(RECORD EXCERPTS Opens)

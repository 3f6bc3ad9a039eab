//! Shared integration-event contracts for the loan services
//!
//! These types cross the bus boundary between the loan API and the BFF,
//! so both sides depend on this crate rather than on each other.

use chrono::{DateTime, Utc};
use serde::{Deserialize, Serialize};

/// Queue carrying loan-submission integration events.
pub const LOAN_QUEUE: &str = "loan-queue";

/// Published after a loan submission commits.
///
/// A flattened projection of the loan row plus the term count resolved
/// from the submission metadata.
#[derive(Debug, Clone, PartialEq, Serialize, Deserialize)]
#[serde(rename_all = "camelCase")]
pub struct LoanSubmittedIntegrationEvent {
    pub loan_id: String,
    pub customer_id: String,
    pub amount: f64,
    pub terms: i32,
    pub submitted_at: DateTime<Utc>,
}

(RECORD EXCERPTS Closes)

Could the data above be returned exactly as it stands?

> RESULT OF THIS TASK:
repository 3f6bc3ad9a039eab
//! Shared integration-event contracts for the loan services
//!
//! These types cross the bus boundary between the loan API and the BFF,
//! so both sides depend on this crate rather than on each other.

use chrono::{DateTime, Utc};
use serde::{Deserialize, Serialize};

/// Queue carrying loan-submission integration events.
pub const LOAN_QUEUE: &str = "loan-queue";

/// Published after a loan submission commits.
///
/// A flattened projection of the loan row plus the term count resolved
/// from the submission metadata.
#[derive(Debug, Clone, PartialEq, Serialize, Deserialize)]
#[serde(rename_all = "camelCase")]
pub struct LoanSubmittedIntegrationEvent {
    pub loan_id: String,
    pub customer_id: String,
    pub amount: f64,
    pub terms: i32,
    pub submitted_at: DateTime<Utc>,
}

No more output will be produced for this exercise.